En la cabeza de Alondra, la asamblea de las mini yo trabajaba en horas extras de madrugada:

—¡Es una señal del apocalipsis! —gritaba Isa, organizando carpetas con los peores recuerdos de hace seis años—. Mañana entramos a esa empresa y él va a ser el jefe, el dueño, ¡el enemigo supremo! Hay que revisar el contrato de inmediato. —Respira, inhala el presente, exhala el pasado —decía Bel, intentando hacer yoga mental en medio del caos—.. —¡Por favor! —bufó Diosa, sentada en un rincón con cara de pocos amigos—. Lo peor es que el maldito se puso más bueno con los años.
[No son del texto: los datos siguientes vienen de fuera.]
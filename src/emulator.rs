use log::{error, info, warn};
use rand::Rng;

use crate::decode::OpCode;
use crate::display::FrameBuffer;
use crate::error::VmError;
use crate::keyboard::Keypad;
use crate::memory::Memory;
use crate::registers::{CallStack, IndexRegister, ProgramCounter, Registers};
use crate::timer::Timer;

/// What the engine is doing, inspected by the host every cycle.
#[derive(Debug, Clone, Copy, PartialEq, Eq)]
pub enum EngineState {
    Running,
    /// Parked on an FX0A until `key_down` fills the register in `target`.
    WaitingForKey { target: u8 },
    /// Terminal, except that `resume` clears an infinite-loop halt.
    Halted(HaltReason),
}

/// Why a halted engine halted.
#[derive(Debug, Clone, Copy, PartialEq, Eq)]
pub enum HaltReason {
    /// A decode fault. The same PC would fault again, so not retryable.
    Fault(VmError),
    /// The host called [`Emulator::stop`].
    Stopped,
}

/// The CPU engine and the machine state it drives.
///
/// The host owns the real-time clock: it calls [`run_cycles`] at its chosen
/// cadence, [`tick_timers`] exactly once per fixed interval (canonically
/// 60Hz), and delivers key events in between. Frames and the tone signal
/// come back out as snapshots; the host never touches memory or registers
/// directly.
///
/// [`run_cycles`]: Emulator::run_cycles
/// [`tick_timers`]: Emulator::tick_timers
pub struct Emulator {
    mem: Memory,
    regs: Registers,
    fb: FrameBuffer,
    keys: Keypad,
    pc: ProgramCounter,
    index: IndexRegister,
    stack: CallStack,
    delay: Timer,
    sound: Timer,
    state: EngineState,
    sound_pending: bool,
}

impl Emulator {
    pub fn new() -> Self {
        Self {
            mem: Memory::new(),
            regs: Registers::new(),
            fb: FrameBuffer::new(),
            keys: Keypad::new(),
            pc: ProgramCounter::new(),
            index: IndexRegister::new(),
            stack: CallStack::new(),
            delay: Timer::new(),
            sound: Timer::new(),
            state: EngineState::Running,
            sound_pending: false,
        }
    }

    /// Back to the post-initialization state: everything zeroed except the
    /// font table, PC at 0x200, engine running.
    pub fn reset(&mut self) {
        self.mem.reset();
        self.regs.reset();
        self.fb.reset();
        self.keys.reset();
        self.pc = ProgramCounter::new();
        self.index = IndexRegister::new();
        self.stack.reset();
        self.delay = Timer::new();
        self.sound = Timer::new();
        self.state = EngineState::Running;
        self.sound_pending = false;
        info!("machine reset");
    }

    /// Places a ROM image at 0x200. Prior state at other addresses stays;
    /// call [`reset`](Emulator::reset) first for a clean machine.
    pub fn load_program(&mut self, rom: &[u8]) -> Result<(), VmError> {
        self.mem.load_rom(rom)?;
        info!("loaded {} byte program", rom.len());
        Ok(())
    }

    /// Executes one instruction. Does nothing unless the engine is running.
    pub fn step(&mut self) {
        if self.state != EngineState::Running {
            return;
        }
        let raw = self.mem.get_word(self.pc.get());
        self.pc.advance();
        self.execute(OpCode::decode(raw));
    }

    /// Executes up to `n` instructions, stopping early if the engine leaves
    /// the running state, and returns where it ended up. Timers are not
    /// touched here; they advance only through
    /// [`tick_timers`](Emulator::tick_timers).
    pub fn run_cycles(&mut self, n: usize) -> EngineState {
        for _ in 0..n {
            if self.state != EngineState::Running {
                break;
            }
            self.step();
        }
        self.state
    }

    /// One timer tick: each counter drops by one, floored at zero. The
    /// sound timer expiring latches the tone signal for the host.
    pub fn tick_timers(&mut self) {
        self.delay.tick();
        if self.sound.tick() {
            self.sound_pending = true;
        }
    }

    /// True exactly once per sound-timer expiry; asking clears the latch.
    pub fn sound_pending(&mut self) -> bool {
        let pending = self.sound_pending;
        self.sound_pending = false;
        pending
    }

    /// Marks `key` down and completes a pending key wait with it.
    pub fn key_down(&mut self, key: u8) {
        self.keys.press(key);
        if let EngineState::WaitingForKey { target } = self.state {
            self.regs.set(target, key & 0xF);
            self.pc.advance();
            self.state = EngineState::Running;
        }
    }

    pub fn key_up(&mut self, key: u8) {
        self.keys.release(key);
    }

    /// The framebuffer, if it changed since the last taken frame. Taking
    /// a frame clears the draw-pending flag.
    pub fn frame(&mut self) -> Option<&FrameBuffer> {
        if self.fb.take_pending() {
            Some(&self.fb)
        } else {
            None
        }
    }

    pub fn state(&self) -> EngineState {
        self.state
    }

    pub fn delay_timer(&self) -> u8 {
        self.delay.get()
    }

    pub fn sound_timer(&self) -> u8 {
        self.sound.get()
    }

    /// Parks the engine for good; the host's cycle loop sees `Halted` and
    /// stops calling in.
    pub fn stop(&mut self) {
        self.state = EngineState::Halted(HaltReason::Stopped);
    }

    /// Clears an infinite-loop halt so the host can run past the
    /// heuristic. Decode-fault and host-stop halts stay put.
    pub fn resume(&mut self) -> bool {
        match self.state {
            EngineState::Halted(HaltReason::Fault(VmError::InfiniteLoop { .. })) => {
                self.state = EngineState::Running;
                true
            }
            _ => false,
        }
    }

    fn halt(&mut self, fault: VmError) {
        self.state = EngineState::Halted(HaltReason::Fault(fault));
    }

    fn execute(&mut self, op: OpCode) {
        match op {
            OpCode::ClearScreen => self.fb.clear(),
            OpCode::Return => {
                let addr = self.stack.pop();
                self.pc.set(addr);
            }
            OpCode::Jump(addr) => {
                self.pc.set(addr);
                // A jump whose target is itself spins forever; catch it
                // while the word is in hand rather than on the next fetch.
                if self.mem.get_word(addr) == (0x1000 | addr) {
                    warn!("jump to self at {addr:#05X}, halting");
                    self.halt(VmError::InfiniteLoop { addr });
                }
            }
            OpCode::Call(addr) => {
                self.stack.push(self.pc.get());
                self.pc.set(addr);
            }
            OpCode::SkipIfEqual(x, nn) => {
                if self.regs.get(x) == nn {
                    self.pc.advance();
                }
            }
            OpCode::SkipIfNotEqual(x, nn) => {
                if self.regs.get(x) != nn {
                    self.pc.advance();
                }
            }
            OpCode::SkipIfRegistersEqual(x, y) => {
                if self.regs.get(x) == self.regs.get(y) {
                    self.pc.advance();
                }
            }
            OpCode::SkipIfRegistersNotEqual(x, y) => {
                if self.regs.get(x) != self.regs.get(y) {
                    self.pc.advance();
                }
            }
            OpCode::Load(x, nn) => self.regs.set(x, nn),
            OpCode::AddImmediate(x, nn) => {
                let val = self.regs.get(x).wrapping_add(nn);
                self.regs.set(x, val);
            }
            OpCode::Copy(x, y) => {
                let val = self.regs.get(y);
                self.regs.set(x, val);
            }
            OpCode::Or(x, y) => {
                let val = self.regs.get(x) | self.regs.get(y);
                self.regs.set(x, val);
            }
            OpCode::And(x, y) => {
                let val = self.regs.get(x) & self.regs.get(y);
                self.regs.set(x, val);
            }
            OpCode::Xor(x, y) => {
                let val = self.regs.get(x) ^ self.regs.get(y);
                self.regs.set(x, val);
            }
            // For the arithmetic and shift family the flag write comes
            // last, so VF holds the flag even when X is F.
            OpCode::Add(x, y) => {
                let (sum, carry) = self.regs.get(x).overflowing_add(self.regs.get(y));
                self.regs.set(x, sum);
                self.regs.set_flag(carry);
            }
            OpCode::Sub(x, y) => {
                let (diff, borrow) = self.regs.get(x).overflowing_sub(self.regs.get(y));
                self.regs.set(x, diff);
                self.regs.set_flag(!borrow);
            }
            OpCode::SubReversed(x, y) => {
                let (diff, borrow) = self.regs.get(y).overflowing_sub(self.regs.get(x));
                self.regs.set(x, diff);
                self.regs.set_flag(!borrow);
            }
            OpCode::ShiftRight(x, _) => {
                let val = self.regs.get(x);
                self.regs.set(x, val >> 1);
                self.regs.set_flag(val & 0x01 != 0);
            }
            OpCode::ShiftLeft(x, _) => {
                let val = self.regs.get(x);
                self.regs.set(x, val << 1);
                self.regs.set_flag(val & 0x80 != 0);
            }
            OpCode::LoadIndex(addr) => self.index.set(addr),
            OpCode::JumpOffset(addr) => {
                self.pc.set(addr.wrapping_add(self.regs.get(0x0) as u16));
            }
            OpCode::Random(x, nn) => {
                let byte: u8 = rand::thread_rng().gen();
                self.regs.set(x, byte & nn);
            }
            OpCode::Draw(x, y, n) => {
                let mut sprite = Vec::with_capacity(n as usize);
                for row in 0..n as u16 {
                    sprite.push(self.mem.get(self.index.get().wrapping_add(row)));
                }
                let collision = self.fb.paint(self.regs.get(x), self.regs.get(y), &sprite);
                self.regs.set_flag(collision);
            }
            OpCode::SkipIfKeyDown(x) => {
                if self.keys.is_down(self.regs.get(x)) {
                    self.pc.advance();
                }
            }
            OpCode::SkipIfKeyUp(x) => {
                if !self.keys.is_down(self.regs.get(x)) {
                    self.pc.advance();
                }
            }
            OpCode::ReadDelay(x) => {
                let val = self.delay.get();
                self.regs.set(x, val);
            }
            OpCode::WaitKey(x) => {
                // Park on this instruction; key_down performs the advance.
                self.pc.rewind();
                self.state = EngineState::WaitingForKey { target: x };
            }
            OpCode::SetDelay(x) => self.delay.set(self.regs.get(x)),
            OpCode::SetSound(x) => self.sound.set(self.regs.get(x)),
            OpCode::AddIndex(x) => {
                let overflow = self.index.add(self.regs.get(x));
                self.regs.set_flag(overflow);
            }
            OpCode::LoadGlyph(x) => {
                let addr = self.mem.sprite_addr(self.regs.get(x));
                self.index.set(addr);
            }
            OpCode::StoreBcd(x) => {
                let val = self.regs.get(x);
                let i = self.index.get();
                self.mem.set(i, val / 100);
                self.mem.set(i.wrapping_add(1), val / 10 % 10);
                self.mem.set(i.wrapping_add(2), val % 10);
            }
            OpCode::StoreRegisters(x) => {
                for reg in 0..=x {
                    let addr = self.index.get().wrapping_add(reg as u16);
                    self.mem.set(addr, self.regs.get(reg));
                }
            }
            OpCode::LoadRegisters(x) => {
                for reg in 0..=x {
                    let addr = self.index.get().wrapping_add(reg as u16);
                    self.regs.set(reg, self.mem.get(addr));
                }
            }
            OpCode::Unknown(raw) => {
                error!("unknown opcode {raw:#06X}, halting");
                self.halt(VmError::UnknownOpcode { opcode: raw });
            }
        }
    }
}

impl Default for Emulator {
    fn default() -> Self {
        Self::new()
    }
}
Esos ojos azules eran reales, no un invento de mi despecho. ¡Qué injusticia divina!

Fuera de su mente, Alondra se detuvo en seco, miró a Selene y soltó un suspiro frustrado que pareció vaciarle los pulmones.

—Es que no lo entiendes, Sele —dijo Alondra, señalando la ventana como si Bastian estuviera parado allá afuera—. De todas las ciudades del mundo, de todos los supermercados de Texas, ¿tenía que aparecerse en mi pasillo de los Doritos? ¡Y encima me habla como si fuera el rey del universo! Con esa misma sonrisita de... de cucaracho presumido.

Selene le dio un sorbo pausado a su té, sin perder la calma, y dejó la taza en la mesita de centro.

—A ver, Alondra, siéntate cinco segundos antes de que abras un hueco en la alfombra —le pidió con voz suave pero firme

—Ya sabemos que el mundo es un pañuelo y que el destino tiene un humor bastante retorcido. Pero piénsalo bien, tú ya no eres la chica de diecinueve años que lloraba en el aeropuerto de Sevilla. Eres una abogada con todas las de la ley. Mañana es tu primer día trabajando con él, y cuando ese hombre se cruce en tu camino en los pasillos de la empresa, lo vas a mirar desde arriba. ¿Entendido?

—Además, no entiendo. A estas alturas, ya deberías de estar preparada mentalmente para trabajar con él. En verdad no entiendo todo este conflicto tuyo —le soltó Selene, acomodándose en el sofá.

Alondra se dejó caer en el sofá del frente, tapándose la cara con las manos antes de mirar a su amiga con total desesperación.

—¡Es que ese es el rollo, my friend! Sí, ¡sí sabía que trabajaría con él! Ya tenía mi plan trazado, mis frases de impacto ensayadas, mi armadura lista... pero para el lunes, ¡no para hoy dominical en fachas! Y de paso, ni lo reconocí la primera vez que lo tropecé.

Selene abrió los ojos de par en par, casi atragantándose con el aire.

—A ver, Alo, explícate. ¿Cómo que no lo conociste cuando lo viste? ¿Es que acaso no lo stalkeaste o investigaste en las redes para ver cómo se veía actualmente? O sea, es tu futuro jefe, por favor.

Alondra resopló, tirando la cabeza hacia atrás en el respaldo del sofá.

—¡No! No lo stalkee por las redes, ni en San Google, ni le pedí una foto a don Maxi. Bloqueé su existencia de internet para no enfermarme el hígado estos años. Yo me lo imaginaba igual que seis años atrás, flaquito, con el mismo corte de pelo y con la misma cara de cucaracho de siempre. ¡No me esperaba que el maldito se hubiera convertido en un modelo de pasarela hipermusculoso con ojos de iceberg!

Selene tomó nuevamente su taza, miró el fondo y se tomó de un solo trago todo el té que le quedaba, como si fuera un shot de tequila medicinal para procesar el chisme. Dejó la taza en la mesa con un golpe seco.

—Bueno, Alo, primero, Bastian nunca fue flaquito —comenzó la pelinegra, arqueando una ceja con una sonrisa que mezclaba picardía con pura seriedad

—¿Me vas a decir lo que realmente pasó o tengo que adivinar? ¿Qué sentiste al ver otra vez al gilipollas de Bastian?

La castaña la miró fijamente con una mezcla de incredulidad y fastidio, mientras en su cabeza las mini yo se declaraban en código rojo.

—¡No sentimos nada! ¡Solo rabia y ganas de meterle una demanda! —gritó Isa con el portapapeles. —Mentira... el motor celular vibró a tres mil revoluciones por minuto. Hay que ser honestas con el reporte —susurró Diosa, abanicándose nerviosa. —Sentimos el choque de dos galaxias, el pasado y el presente colisionando en el pasillo de los snacks —filosofó Bel con los ojos cerrados.

Fuera de su mente, Alondra arrugó la nariz, buscando las palabras exactas para no admitir ante su mejor amiga que el bendito cucaracho todavía tenía el poder de descolocarle la existencia.